100 après le Titanic, le prestige et le profit toujours avant la sécurité

Le Titanic, sa construction, le naufrage et ses conséquences illustrent les grandes divisions sociales de l’époque, divisions qui concernaient non seulement les modes de vies mais aussi les différentes valeurs que l’on accordait aux vies humaines. Cette catastrophe ne fut pas un hasard mais la conséquence d’une société orientée vers la satisfaction des intérêts des plus riches et les bénéfices de l’industrie du transport, avec bien peu d’intérêt pour la vie des travailleurs.

Article par  Nick Chaffey et Perry McMillan

Le Titanic était le plus gros navire de son époque. Il représentait le summum du luxe à flot. A bord se trouvaient quelques uns des plus riches habitants de la planète. Mais la situation de son équipage et des passagers de troisième classe était loin d’être similaire.

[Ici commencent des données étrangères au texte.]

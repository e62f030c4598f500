//! # Cipher Toolkit
//!
//! An educational collection of classical and simple modern ciphers behind one
//! `encrypt`/`decrypt` interface. Nothing here is meant to protect real secrets.
//!
//! ## Supported Ciphers
//!
//! - **Caesar**, **Monoalphabetic**, **Vigenère**: letter substitution
//! - **Playfair**: digraph substitution over a 5x5 grid
//! - **Hill**: 2x2 or 3x3 matrix multiplication mod 26
//! - **Permutation**, **Row Transposition**: character reordering
//! - **One-Time Pad**: letters (mod 26) or XOR (hex/base64 output)
//! - **DES** (ECB) and **AES-256** (CBC): key/padding glue around RustCrypto primitives
//!
//! ## Usage
//!
//! ```rust
//! use cipher_toolkit::{registry, CipherKind, CipherRequest};
//!
//! let request = CipherRequest::new("ATTACKATDAWN", "LEMON");
//! let ciphertext = registry::encrypt(CipherKind::Vigenere, &request)?;
//! assert_eq!(ciphertext, "LXFOPVEFRNHR");
//!
//! let otp = registry::lookup("otp").unwrap();
//! let request = CipherRequest::new("Hello", "abcde")
//!     .with_option("mode", "xor")
//!     .with_option("format", "base64");
//! let encrypted = otp.encrypt(&request)?;
//! let plaintext = otp.decrypt(&CipherRequest { payload: encrypted, ..request })?;
//! assert_eq!(plaintext, "Hello");
//! # Ok::<(), cipher_toolkit::CipherError>(())
//! ```

pub mod block;
pub mod cipher;
pub mod error;
pub mod hill;
pub mod modes;
pub mod modular;
pub mod otp;
pub mod playfair;
pub mod registry;
pub mod request;
pub mod substitution;
pub mod text;
pub mod transposition;
pub mod utils;

// Re-exports for easy access
pub use cipher::BlockCipher;
pub use error::{CipherError, ErrorKind, Result};
pub use modes::CipherModes;
pub use otp::{OtpMode, OutputFormat};
pub use registry::{CipherEntry, CipherKind, Direction};
pub use request::CipherRequest;

/// Version information
pub const VERSION: &str = env!("CARGO_PKG_VERSION");
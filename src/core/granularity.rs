use serde::{Deserialize, Serialize};

/// Calendar units a tick step can be expressed in, coarsest first.
#[derive(Debug, Clone, Copy, PartialEq, Eq, Hash, Serialize, Deserialize)]
pub enum TimeUnit {
    Days,
    Hours,
    Minutes,
    Seconds,
}

impl TimeUnit {
    /// Length of one unit in seconds.
    #[must_use]
    pub fn seconds(self) -> i64 {
        match self {
            Self::Days => 86_400,
            Self::Hours => 3_600,
            Self::Minutes => 60,
            Self::Seconds => 1,
        }
    }
}

// Hand-tuned step tables. Every entry divides its unit's parent span
// (24 hours, 60 minutes, 60 seconds) so aligned ticks land on familiar
// wall-clock boundaries; the values are constants, never derived.
pub(crate) const HOURS_DIVISORS: [i64; 6] = [12, 6, 4, 3, 2, 1];
pub(crate) const MINUTES_DIVISORS: [i64; 8] = [30, 20, 15, 10, 5, 3, 2, 1];
pub(crate) const SECONDS_DIVISORS: [i64; 8] = [30, 20, 15, 10, 5, 3, 2, 1];

/// A concrete calendar-aligned tick step: unit plus step multiplier.
#[derive(Debug, Clone, Copy, PartialEq, Eq, Hash, Serialize, Deserialize)]
pub enum Granularity {
    Days { step: i64 },
    Hours { step: i64 },
    Minutes { step: i64 },
    Seconds { step: i64 },
}

impl Granularity {
    #[must_use]
    pub fn unit(self) -> TimeUnit {
        match self {
            Self::Days { .. } => TimeUnit::Days,
            Self::Hours { .. } => TimeUnit::Hours,
            Self::Minutes { .. } => TimeUnit::Minutes,
            Self::Seconds { .. } => TimeUnit::Seconds,
        }
    }

    /// Step multiplier within the unit, always >= 1.
    #[must_use]
    pub fn step(self) -> i64 {
        match self {
            Self::Days { step }
            | Self::Hours { step }
            | Self::Minutes { step }
            | Self::Seconds { step } => step,
        }
    }

    /// Full step length in seconds.
    #[must_use]
    pub fn step_seconds(self) -> i64 {
        self.unit().seconds() * self.step()
    }
}

/// Whole-unit spans of a time range, as reported by the calendar.
#[derive(Debug, Clone, Copy, PartialEq, Eq)]
pub(crate) struct UnitSpans {
    /// Whole days between the endpoints plus one, so the start day counts.
    pub(crate) days: i64,
    pub(crate) hours: i64,
    pub(crate) minutes: i64,
    pub(crate) seconds: i64,
}

/// Picks the coarsest unit whose span covers `desired_count`, then the
/// largest table divisor the integer per-label span still covers.
///
/// Unit selection is strictly ordered: a span that qualifies at the day
/// level never falls through to hours, regardless of how the finer step
/// would round.
#[must_use]
pub(crate) fn select_granularity(spans: UnitSpans, desired_count: usize) -> Granularity {
    let desired = desired_count as i64;

    if spans.days >= desired {
        let step = (spans.days / desired).max(1);
        return Granularity::Days { step };
    }

    if spans.hours >= desired {
        let step = first_fitting_divisor(&HOURS_DIVISORS, spans.hours, desired);
        return Granularity::Hours { step };
    }

    if spans.minutes >= desired {
        let step = first_fitting_divisor(&MINUTES_DIVISORS, spans.minutes, desired);
        return Granularity::Minutes { step };
    }

    let step = first_fitting_divisor(&SECONDS_DIVISORS, spans.seconds, desired);
    Granularity::Seconds { step }
}

/// First table entry the integer per-label span still covers; 1 otherwise.
fn first_fitting_divisor(table: &[i64], span: i64, desired: i64) -> i64 {
    let per_label = span / desired;
    table
        .iter()
        .copied()
        .find(|&divisor| per_label >= divisor)
        .unwrap_or(1)
}
//! Telemetry helpers for applications embedding `tick-axis-rs`.
//!
//! This module keeps tracing setup explicit and opt-in.
//! Consumers can either call `init_default_tracing` or wire their own
//! `tracing` subscriber and filters.

/// Initializes a default `tracing` subscriber when the `telemetry` feature is enabled.
///
/// Returns `true` when initialization succeeds.
/// Returns `false` when no initialization is performed (feature disabled) or if a
/// global subscriber was already set by the host application.
#[must_use]
pub fn init_default_tracing() -> bool {
    #[cfg(feature = "telemetry")]
    {
        let builder = tracing_subscriber::fmt()
            .with_env_filter(
                tracing_subscriber::EnvFilter::try_from_default_env()
                    .unwrap_or_else(|_| tracing_subscriber::EnvFilter::new("info")),
            )
            .with_target(false)
            .compact();

        return builder.try_init().is_ok();
    }

    #[cfg(not(feature = "telemetry"))]
    {
        false
    }
}
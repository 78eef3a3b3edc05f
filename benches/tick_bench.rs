use criterion::{Criterion, criterion_group, criterion_main};
use std::hint::black_box;
use tick_axis_rs::api::{TickEngine, TickEngineConfig};
use tick_axis_rs::core::{TickRequest, TimeRange};

const MONTH_START: i64 = 1_680_307_200; // 2023-04-01 00:00:00 UTC
const DAY_SECONDS: i64 = 86_400;

fn bench_month_window_tick_selection(c: &mut Criterion) {
    let engine = TickEngine::new(TickEngineConfig::new()).expect("engine init");
    let range = TimeRange::new(MONTH_START, MONTH_START + 30 * DAY_SECONDS).expect("valid range");
    let request = TickRequest::new(range, 8).expect("valid request");

    c.bench_function("month_window_tick_selection", |b| {
        b.iter(|| {
            let _ = engine
                .select_ticks(black_box(request))
                .expect("tick selection should succeed");
        })
    });
}

fn bench_minute_window_tick_labels(c: &mut Criterion) {
    let engine = TickEngine::new(TickEngineConfig::new()).expect("engine init");
    let range = TimeRange::new(MONTH_START, MONTH_START + 2_400).expect("valid range");
    let request = TickRequest::new(range, 6).expect("valid request");
    let ticks = engine.select_ticks(request).expect("tick selection");

    c.bench_function("minute_window_tick_labels", |b| {
        b.iter(|| {
            let _ = engine
                .tick_labels(black_box(&ticks))
                .expect("labels should succeed");
        })
    });
}

fn bench_quarter_weekend_regions(c: &mut Criterion) {
    let engine = TickEngine::new(TickEngineConfig::new()).expect("engine init");
    let range = TimeRange::new(MONTH_START, MONTH_START + 90 * DAY_SECONDS).expect("valid range");

    c.bench_function("quarter_weekend_regions", |b| {
        b.iter(|| {
            let _ = engine
                .weekend_regions(black_box(range))
                .expect("regions should succeed");
        })
    });
}

criterion_group!(
    benches,
    bench_month_window_tick_selection,
    bench_minute_window_tick_labels,
    bench_quarter_weekend_regions
);
criterion_main!(benches);
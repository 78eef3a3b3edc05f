use chrono::{TimeZone, Utc};
use tick_axis_rs::core::{
    AxisTimeZone, Calendar, FixedOffsetCalendar, Granularity, TickRequest, TickSequence,
    TimeRange, select_ticks,
};

fn ts(year: i32, month: u32, day: u32, hour: u32, minute: u32, second: u32) -> i64 {
    Utc.with_ymd_and_hms(year, month, day, hour, minute, second)
        .single()
        .expect("valid test timestamp")
        .timestamp()
}

fn utc_ticks(start: i64, end: i64, desired: usize) -> TickSequence {
    let calendar = FixedOffsetCalendar::utc();
    let range = TimeRange::new(start, end).expect("valid range");
    let request = TickRequest::new(range, desired).expect("valid request");
    select_ticks(request, &calendar).expect("tick selection")
}

#[test]
fn hour_ticks_anchor_to_midnight_of_the_start_day() {
    // 05:30 inside a 12-hour grid: the first boundary is noon, not some
    // offset carried over from the window start.
    let start = ts(2023, 5, 1, 5, 30, 0);
    let end = ts(2023, 5, 4, 0, 0, 0);

    let ticks = utc_ticks(start, end, 5);

    assert_eq!(ticks.granularity(), Granularity::Hours { step: 12 });
    assert_eq!(ticks.instants()[0], ts(2023, 5, 1, 12, 0, 0));

    let calendar = FixedOffsetCalendar::utc();
    for &instant in ticks.instants() {
        let hour = calendar.hour_of_day(instant).expect("hour");
        assert_eq!(hour % 12, 0);
        assert_eq!(calendar.minute_of_hour(instant).expect("minute"), 0);
        assert_eq!(calendar.second_of_minute(instant).expect("second"), 0);
    }
}

#[test]
fn minute_ticks_anchor_to_the_top_of_the_hour() {
    let start = ts(2023, 5, 10, 9, 7, 30);
    let end = ts(2023, 5, 10, 9, 47, 30);

    let ticks = utc_ticks(start, end, 4);

    assert_eq!(ticks.granularity(), Granularity::Minutes { step: 10 });
    assert_eq!(
        ticks.instants(),
        &[
            ts(2023, 5, 10, 9, 10, 0),
            ts(2023, 5, 10, 9, 20, 0),
            ts(2023, 5, 10, 9, 30, 0),
            ts(2023, 5, 10, 9, 40, 0),
        ]
    );
}

#[test]
fn second_ticks_anchor_to_the_top_of_the_minute() {
    let start = ts(2023, 5, 10, 9, 5, 7);
    let end = ts(2023, 5, 10, 9, 5, 52);

    let ticks = utc_ticks(start, end, 4);

    assert_eq!(ticks.granularity(), Granularity::Seconds { step: 10 });
    let calendar = FixedOffsetCalendar::utc();
    for &instant in ticks.instants() {
        assert_eq!(calendar.second_of_minute(instant).expect("second") % 10, 0);
    }
}

#[test]
fn day_ticks_follow_the_day_of_year_grid() {
    let start = ts(2023, 3, 10, 0, 0, 0);
    let end = ts(2023, 3, 30, 0, 0, 0);

    let ticks = utc_ticks(start, end, 5);

    assert_eq!(ticks.granularity(), Granularity::Days { step: 4 });
    // March 10th 2023 is ordinal 69; the next multiple of four is 72,
    // i.e. March 13th.
    assert_eq!(ticks.instants()[0], ts(2023, 3, 13, 0, 0, 0));

    let calendar = FixedOffsetCalendar::utc();
    for &instant in ticks.instants() {
        assert_eq!(calendar.day_of_year(instant).expect("ordinal") % 4, 0);
        assert_eq!(calendar.start_of_day(instant).expect("midnight"), instant);
    }
}

#[test]
fn first_tick_is_never_before_the_window_start() {
    // The start day itself sits on the aligned grid, but the window
    // starts mid-day; the boundary at its midnight must be skipped.
    let start = ts(2023, 3, 13, 6, 0, 0);
    let end = ts(2023, 3, 30, 0, 0, 0);

    let ticks = utc_ticks(start, end, 5);

    assert_eq!(ticks.granularity(), Granularity::Days { step: 3 });
    assert_eq!(ticks.instants()[0], ts(2023, 3, 16, 0, 0, 0));
    for &instant in ticks.instants() {
        assert!(instant >= start);
        assert!(instant < end);
    }
}

#[test]
fn window_start_exactly_on_a_boundary_is_included() {
    let start = ts(2023, 5, 10, 9, 10, 0);
    let end = ts(2023, 5, 10, 9, 50, 0);

    let ticks = utc_ticks(start, end, 4);

    assert_eq!(ticks.granularity(), Granularity::Minutes { step: 10 });
    assert_eq!(ticks.instants()[0], start);
}

#[test]
fn fixed_offset_timezone_shifts_the_day_anchor() {
    // UTC 03:30 is 05:30 at +02:00; the aligned noon boundary lands at
    // 10:00 UTC.
    let start = ts(2023, 5, 1, 3, 30, 0);
    let end = ts(2023, 5, 3, 15, 30, 0);

    let calendar = FixedOffsetCalendar::new(AxisTimeZone::FixedOffsetMinutes { minutes: 120 });
    let range = TimeRange::new(start, end).expect("valid range");
    let request = TickRequest::new(range, 5).expect("valid request");
    let ticks = select_ticks(request, &calendar).expect("tick selection");

    assert_eq!(ticks.granularity(), Granularity::Hours { step: 12 });
    assert_eq!(ticks.instants()[0], ts(2023, 5, 1, 10, 0, 0));
    for &instant in ticks.instants() {
        assert_eq!(calendar.hour_of_day(instant).expect("local hour") % 12, 0);
    }
}

#[test]
fn panning_the_window_keeps_overlapping_ticks_in_place() {
    let first = utc_ticks(ts(2023, 5, 10, 9, 0, 0), ts(2023, 5, 10, 15, 0, 0), 6);
    let second = utc_ticks(ts(2023, 5, 10, 9, 20, 0), ts(2023, 5, 10, 15, 20, 0), 6);

    assert_eq!(first.granularity(), second.granularity());

    let overlap_start = ts(2023, 5, 10, 9, 20, 0);
    let overlap_end = ts(2023, 5, 10, 15, 0, 0);
    let in_overlap = |instants: &[i64]| {
        instants
            .iter()
            .copied()
            .filter(|&t| t >= overlap_start && t < overlap_end)
            .collect::<Vec<i64>>()
    };

    assert_eq!(in_overlap(first.instants()), in_overlap(second.instants()));
}
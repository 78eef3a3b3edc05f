use thiserror::Error;

pub type AxisResult<T> = Result<T, AxisError>;

#[derive(Debug, Error)]
pub enum AxisError {
    #[error("invalid argument: {0}")]
    InvalidArgument(String),

    #[error("timestamp {seconds} cannot be represented as a calendar date")]
    UnrepresentableTime { seconds: i64 },

    #[error("invalid data: {0}")]
    InvalidData(String),
}
use serde::{Deserialize, Serialize};

use crate::error::{AxisError, AxisResult};

/// Wall-clock window in unix seconds, `start <= end`.
///
/// Tick emission treats the window as half-open: a tick may land exactly
/// on `start` but never on `end`.
#[derive(Debug, Clone, Copy, PartialEq, Eq, Serialize, Deserialize)]
pub struct TimeRange {
    start: i64,
    end: i64,
}

impl TimeRange {
    pub fn new(start: i64, end: i64) -> AxisResult<Self> {
        if start > end {
            return Err(AxisError::InvalidArgument(format!(
                "time range start {start} exceeds end {end}"
            )));
        }
        Ok(Self { start, end })
    }

    #[must_use]
    pub fn start(self) -> i64 {
        self.start
    }

    #[must_use]
    pub fn end(self) -> i64 {
        self.end
    }

    #[must_use]
    pub fn span_seconds(self) -> i64 {
        self.end - self.start
    }

    #[must_use]
    pub fn is_empty(self) -> bool {
        self.start == self.end
    }
}

/// A tick query: the visible window plus a target label count.
///
/// `desired_count` is a target, not a guarantee; granularity rounding may
/// produce fewer or more ticks.
#[derive(Debug, Clone, Copy, PartialEq, Eq, Serialize, Deserialize)]
pub struct TickRequest {
    range: TimeRange,
    desired_count: usize,
}

impl TickRequest {
    pub fn new(range: TimeRange, desired_count: usize) -> AxisResult<Self> {
        if desired_count == 0 {
            return Err(AxisError::InvalidArgument(
                "desired tick count must be > 0".to_owned(),
            ));
        }
        Ok(Self {
            range,
            desired_count,
        })
    }

    #[must_use]
    pub fn range(self) -> TimeRange {
        self.range
    }

    #[must_use]
    pub fn desired_count(self) -> usize {
        self.desired_count
    }
}
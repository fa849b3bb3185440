//! CLI argument parsing for the dispatch-worker binary.

use clap::{Parser, Subcommand};

#[derive(Parser)]
#[command(name = "dispatch-worker", version, about = "Trucking dispatch backend worker")]
pub struct Cli {
    #[command(subcommand)]
    pub command: Option<Command>,
}

#[derive(Subcommand)]
pub enum Command {
    /// Start the worker server (default if no subcommand given)
    Serve,
    /// Run database migrations and exit
    Migrate,
}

Alors que les 700 passagers de première classe profitaient des bons restaurants, de la piscine et des bains turcs, les 1000 passagers de troisième classe ne partageaient que deux salles de bains, une pour les femmes et l’autre pour les hommes. Même les toilettes révélaient cette division des classes : en métal pour la troisième classe, en porcelaine pour la deuxième classe et en marbre pour les millionnaires.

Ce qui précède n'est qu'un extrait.